### Stored data
================================
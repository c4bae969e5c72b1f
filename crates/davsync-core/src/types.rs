use serde::{Deserialize, Serialize};

/// Snapshot of one remote object, keyed relative to the remote base directory.
///
/// Directory keys always end with `/`.
#[derive(Debug, Clone, PartialEq, Eq, Hash, Serialize, Deserialize)]
pub struct RemoteItem {
    pub key: String,
    /// Milliseconds since the Unix epoch (0 when the server omits it)
    pub last_modified: i64,
    pub size: u64,
    pub etag: Option<String>,
}

impl RemoteItem {
    pub fn is_dir(&self) -> bool {
        self.key.ends_with('/')
    }
}

/// What the server allows for recursive PROPFIND.
///
/// Starts `Unknown` and moves once, on the first successful probe, to one of
/// the two terminal states.
#[derive(Debug, Clone, Copy, PartialEq, Eq, Serialize, Deserialize)]
pub enum TransportCapability {
    Unknown,
    InfinitySupported,
    DepthOneOnly,
}

impl TransportCapability {
    pub fn is_resolved(self) -> bool {
        self != TransportCapability::Unknown
    }

    /// Listing must walk the tree one level at a time.
    pub fn needs_manual_recursion(self) -> bool {
        self == TransportCapability::DepthOneOnly
    }
}

/// Value of the WebDAV `Depth` header.
#[derive(Debug, Clone, Copy, PartialEq, Eq)]
pub enum Depth {
    Zero,
    One,
    Infinity,
}

impl Depth {
    pub fn header_value(self) -> &'static str {
        match self {
            Depth::Zero => "0",
            Depth::One => "1",
            Depth::Infinity => "infinity",
        }
    }
}

impl std::fmt::Display for Depth {
    fn fmt(&self, f: &mut std::fmt::Formatter<'_>) -> std::fmt::Result {
        f.write_str(self.header_value())
    }
}

/// Half-open byte range `[start, end)` used for ranged GETs.
#[derive(Debug, Clone, Copy, PartialEq, Eq)]
pub struct BlockRange {
    pub start: u64,
    pub end: u64,
}

impl BlockRange {
    pub fn new(start: u64, end: u64) -> Self {
        debug_assert!(start <= end, "BlockRange start past end");
        Self { start, end }
    }

    pub fn len(&self) -> u64 {
        self.end - self.start
    }

    pub fn is_empty(&self) -> bool {
        self.start == self.end
    }

    /// `Range` header value; HTTP byte ranges are inclusive on both ends.
    pub fn header_value(&self) -> String {
        format!("bytes={}-{}", self.start, self.end.saturating_sub(1))
    }

    /// Number of `block_size` blocks needed to cover `total` bytes.
    pub fn block_count(total: u64, block_size: u64) -> u64 {
        total.div_ceil(block_size.max(1))
    }

    /// Consecutive ranges covering `[0, total)`; only the last may be short.
    pub fn split(total: u64, block_size: u64) -> Vec<BlockRange> {
        let block_size = block_size.max(1);
        (0..Self::block_count(total, block_size))
            .map(|i| {
                let start = i * block_size;
                BlockRange::new(start, (start + block_size).min(total))
            })
            .collect()
    }
}

/// Inclusive plaintext size bracket recovered from a ciphertext size.
#[derive(Debug, Clone, Copy, PartialEq, Eq, Serialize, Deserialize)]
pub struct SizeRange {
    pub min_size: u64,
    pub max_size: u64,
}

impl SizeRange {
    pub fn contains(&self, n: u64) -> bool {
        self.min_size <= n && n <= self.max_size
    }
}
//! davsync-storage: the WebDAV side of davsync
//!
//! - `backend`: the `DavBackend` seam (PROPFIND, ranged GET, PUT, DELETE, MKCOL)
//! - `http`: reqwest implementation with Basic/Digest auth
//! - `memory`: in-process implementation for tests and dry runs
//! - `transport`: base-dir mapping and one-shot depth capability negotiation
//! - `listing`: full-tree enumeration (recursive PROPFIND or breadth-first walk)

pub mod backend;
pub mod digest;
pub mod health;
pub mod http;
pub mod listing;
pub mod memory;
pub mod multistatus;
pub mod settings;
pub mod transport;

pub use backend::{DavBackend, DavEntry};
pub use health::{check_connectivity, check_health};
pub use http::HttpBackend;
pub use listing::list_remote;
pub use memory::MemoryBackend;
pub use settings::{MemorySettingsStore, SettingsStore, TomlSettingsStore};
pub use transport::{negotiate_capability, Negotiation, WebdavTransport};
================================
### AIM OF THE EXERCISE
Copy each line above that contains the word "SizeRange".

### RESULT OF THE TASK
pub struct SizeRange {
impl SizeRange {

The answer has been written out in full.